您的位置 : 首页 > 英文著作
Sylvia’s Lovers
CHAPTER XXXVII - BEREAVEMENT
Elizabeth Cleghorn Gaskell
下载:Sylvia’s Lovers.txt
本书全文检索:
       _ Hester had been prevented by her mother's indisposition from taking
       Philip's letter to the Fosters, to hold a consultation with them
       over its contents.
       Alice Rose was slowly failing, and the long days which she had to
       spend alone told much upon her spirits, and consequently upon her
       health.
       All this came out in the conversation which ensued after reading
       Hepburn's letter in the little parlour at the bank on the day after
       Sylvia had had her confidential interview with Jeremiah Foster.
       He was a true man of honour, and never so much as alluded to her
       visit to him; but what she had then told him influenced him very
       much in the formation of the project which he proposed to his
       brother and Hester.
       He recommended her remaining where she was, living still in the
       house behind the shop; for he thought within himself that she might
       have exaggerated the effect of her words upon Philip; that, after
       all, it might have been some cause totally disconnected with them,
       which had blotted out her husband's place among the men of
       Monkshaven; and that it would be so much easier for both to resume
       their natural relations, both towards each other and towards the
       world, if Sylvia remained where her husband had left her--in an
       expectant attitude, so to speak.
       Jeremiah Foster questioned Hester straitly about her letter: whether
       she had made known its contents to any one. No, not to any one.
       Neither to her mother nor to William Coulson? No, to neither.
       She looked at him as she replied to his inquiries, and he looked at
       her, each wondering if the other could be in the least aware that a
       conjugal quarrel might be at the root of the dilemma in which they
       were placed by Hepburn's disappearance.

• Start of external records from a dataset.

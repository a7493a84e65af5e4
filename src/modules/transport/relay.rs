// Copyright © 2025 mailroom.dev
// Licensed under Mailroom License Agreement v1.0
// Unauthorized copying, modification, or distribution is prohibited.

use crate::modules::error::code::ErrorCode;
use crate::modules::error::MailroomResult;
use crate::modules::settings::cli::SETTINGS;
use crate::modules::transport::{
    send_smtp_mail, DeliveryMap, Encryption, SmtpAuth, TransportOptions,
};
use crate::raise_error;
use std::time::Duration;

/// Relay mode: one transaction with all recipients against the configured
/// upstream.
pub async fn deliver(
    envelope_from: &str,
    recipient_emails: &[String],
    message_content: &[u8],
) -> MailroomResult<DeliveryMap> {
    let relay = SETTINGS
        .mailroom_mta_out_relay_host
        .as_deref()
        .ok_or_else(|| {
            raise_error!(
                "'mailroom_mta_out_relay_host' is not configured".into(),
                ErrorCode::MissingConfiguration
            )
        })?;
    let (host, port) = relay.rsplit_once(':').ok_or_else(|| {
        raise_error!(
            format!("relay host '{}' is not host:port", relay),
            ErrorCode::MissingConfiguration
        )
    })?;
    let port: u16 = port.parse().map_err(|_| {
        raise_error!(
            format!("relay port in '{}' is not a number", relay),
            ErrorCode::MissingConfiguration
        )
    })?;

    let auth = match (
        &SETTINGS.mailroom_mta_out_relay_username,
        &SETTINGS.mailroom_mta_out_relay_password,
    ) {
        (Some(username), Some(password)) => Some(SmtpAuth {
            username: username.clone(),
            password: password.clone(),
        }),
        _ => None,
    };

    let encryption = if port == 465 {
        Encryption::Tls
    } else if SETTINGS.mailroom_mta_out_relay_use_tls {
        Encryption::StartTls
    } else {
        Encryption::None
    };

    let options = TransportOptions {
        auth,
        proxy: None,
        smtp_ip: None,
        encryption,
        sender_hostname: SETTINGS.sender_hostname(),
        timeout: Duration::from_secs(SETTINGS.mailroom_smtp_timeout_secs),
    };

    Ok(send_smtp_mail(
        host,
        port,
        envelope_from,
        recipient_emails,
        message_content,
        &options,
    )
    .await)
}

       But neither Hester, who had witnessed the misunderstanding between
       the husband and wife on the evening, before the morning on which
       Philip went away, nor Jeremiah Foster, who had learnt from Sylvia
       the true reason of her husband's disappearance, gave the slightest
       reason to the other to think that they each supposed they had a clue
       to the reason of Hepburn's sudden departure.
       What Jeremiah Foster, after a night's consideration, had to propose
       was this; that Hester and her mother should come and occupy the
       house in the market-place, conjointly with Sylvia and her child.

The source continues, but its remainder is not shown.